Had such an amazing evening. I went to a concert tonight, all of music composed by my friend (and fellow BoCo '05 alum) Jon Gealt. He had a lineup of a bunch of our amazingly talented friends from school, as well as various amaaaazing singers he's come into contact with over the years. Let's just put it out there - it was very BROADWAAAAAAY! (For those of you who don't know many musical theatre people, I'm sorry, because there is such a specific voice I'm using in my head to say that, along with a ridiculously over-the-top sensibility that isn't quite as stupid as it sounds when I type it. Trust that you'd know it if you saw it. You'd have to. It makes itself known.) Anyway, listened to the concert, then hung around for an hour or so and chatted with so many wonderful old friends from college. What really struck me, too, while watching it, was the incredible support and sense of community that was in the room. Of family. Actors are a very clannish, loving bunch, and it was just so evident that everyone in the room was obsessed with how great everyone else in the room was. We were all there to cheer on Jon and our singing friends...and everyone sounded incredible. Quentin Earl Darrington? FORGET IT! He had this lyric at one point that went, "Will you marry me?" You could feel virtually everyone in the room silently mouth, "Yes, PLEASE!" I know RAGTIME just closed yesterday, but get that man back on Broadway STAT, okay? Ridiculous. So good.

Anyway, after the socializing, a bunch of us went to SPLASH, an infamous gay bar that I had somehow never made it to. Monday evenings are "Musical Mondays," where they play video clips of old musical numbers, stitched together by a DJ the way club music would be played in...oh, I dunno. A club? Anyway, as I walked in, it was Angela Lansbury and Bea Arthur singing "Bosom Buddies." My friend Saum and I determined that Mame would be a good show to win a second Tony with. Then we danced over to a table. Oh, it was as gay as I'd anticipated. They played Liza, they played Dreamgirls. They played Liza, they played Dreamgirls. Then the live performances started, I listened for a bit, and then finally had to head home, happy as a clam. Such good people.


So, I have to post a few fun photos from my photo session at The Met with RL Procter. He and I shot a bunch in Central Park this past September, a few of which you'll be able to see on my website, when that goes live. The Met was a fun challenge - a lot more people wandering around than in some areas of the park. Anyway, we had a ball, and I'm sharing a few of my favorites! Hopefully you enjoy them as well!
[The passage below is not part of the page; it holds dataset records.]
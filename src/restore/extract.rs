//! Downloading the containers of one link and feeding them to the interpreter.

use anyhow::Context;
use crossbeam::channel::bounded;
use tracing::{debug, info};

use crate::compression::CompressionMethod;
use crate::storage::{Folder, FolderRef};
use crate::sync::CancellationToken;
use crate::Result;

use super::interpreter::TarInterpreter;
use super::is_pg_control_tar;

/// Stored container names of a link. `pg_control` is kept apart since it
/// must be extracted last.
#[derive(Debug, Clone, Default, PartialEq, Eq)]
pub struct LinkTars {
    pub regular: Vec<String>,
    pub pg_control: Option<String>,
}

pub fn link_tars(tar_folder: &dyn Folder) -> Result<LinkTars> {
    let mut tars = LinkTars::default();
    let mut names: Vec<String> = tar_folder.list()?.objects.into_iter().map(|o| o.name).collect();
    names.sort();
    for name in names {
        if is_pg_control_tar(&name) {
            if let Some(previous) = tars.pg_control.replace(name.clone()) {
                anyhow::bail!("two pg_control containers in {}: {previous} and {name}", tar_folder.path());
            }
        } else {
            tars.regular.push(name);
        }
    }
    Ok(tars)
}

/// Download and interpret `tars` with up to `concurrency` parallel workers.
/// The first failure is returned, naming the container; the remaining
/// workers finish their current container and stop.
pub fn extract_all(tar_folder: &FolderRef, tars: &[String], interpreter: &TarInterpreter, concurrency: usize) -> Result<usize> {
    if tars.is_empty() {
        return Ok(0);
    }
    for_each_parallel(tars, concurrency, |tar| extract_one(tar_folder.as_ref(), tar, interpreter))?;
    info!(folder = %tar_folder.path(), tars = tars.len(), "containers_extracted");
    Ok(tars.len())
}

/// Run `work` over `items` on up to `concurrency` workers. A failing worker
/// cancels the others before they pick up their next item.
fn for_each_parallel<T, F>(items: &[T], concurrency: usize, work: F) -> Result<()>
where
    T: Sync,
    F: Fn(&T) -> Result<()> + Sync,
{
    let workers = concurrency.clamp(1, items.len().max(1));
    let (tx, rx) = bounded::<&T>(items.len());
    for item in items {
        tx.send(item).map_err(|_| anyhow::anyhow!("extraction queue closed"))?;
    }
    drop(tx);
    let cancel = CancellationToken::new();

    crossbeam::thread::scope(|scope| -> Result<()> {
        let handles: Vec<_> = (0..workers)
            .map(|_| {
                let rx = rx.clone();
                let (cancel, work) = (&cancel, &work);
                scope.spawn(move |_| -> Result<()> {
                    for item in rx.iter() {
                        if cancel.is_cancelled() {
                            break;
                        }
                        if let Err(e) = work(item) {
                            cancel.cancel();
                            return Err(e);
                        }
                    }
                    Ok(())
                })
            })
            .collect();
        let mut first_error = None;
        for handle in handles {
            match handle.join() {
                Ok(Ok(())) => {}
                Ok(Err(e)) => {
                    first_error.get_or_insert(e);
                }
                Err(_) => {
                    cancel.cancel();
                    first_error.get_or_insert(anyhow::anyhow!("extraction worker panicked"));
                }
            }
        }
        first_error.map_or(Ok(()), Err)
    })
    .map_err(|_| anyhow::anyhow!("extraction scope panicked"))?
}

fn extract_one(tar_folder: &dyn Folder, stored: &str, interpreter: &TarInterpreter) -> Result<()> {
    let (method, _) = CompressionMethod::from_object_name(stored);
    let raw = tar_folder.open(stored)?;
    let reader = method.decompressor(raw)?;
    let entries = interpreter
        .interpret_tar(reader)
        .with_context(|| format!("extracting container {stored}"))?;
    debug!(tar = %stored, entries, "container_extracted");
    Ok(())
}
I'm feeling happy and inspired. We love both of those things. I have a lot of friends with amazing things happening for them in 2010, and I think amazing things are going to happen for me as well. Which is exciting, exciting, exciting. Good things in 2010: The Year of Living Dangerously.

By the way, amusing side note - I realized that was a movie when I named my year after it, but, in a big ironic twist, did NOT realize at the time that it was a movie starring Sigourney Weaver. Those of you who know why this is funny know why this is funny. Let's just say that I love her, and I am encouraged, by her example, to live in a brave, bold, powerful fashion. Dangerously.

Lady Jo is off to bed now. The hair is going to get the re-platinum treatment tomorrow!

1 comment:

  1. I love this blog. I'm going to swing by here regularly.

    Those pictures are classic. The first one is exactly as you described!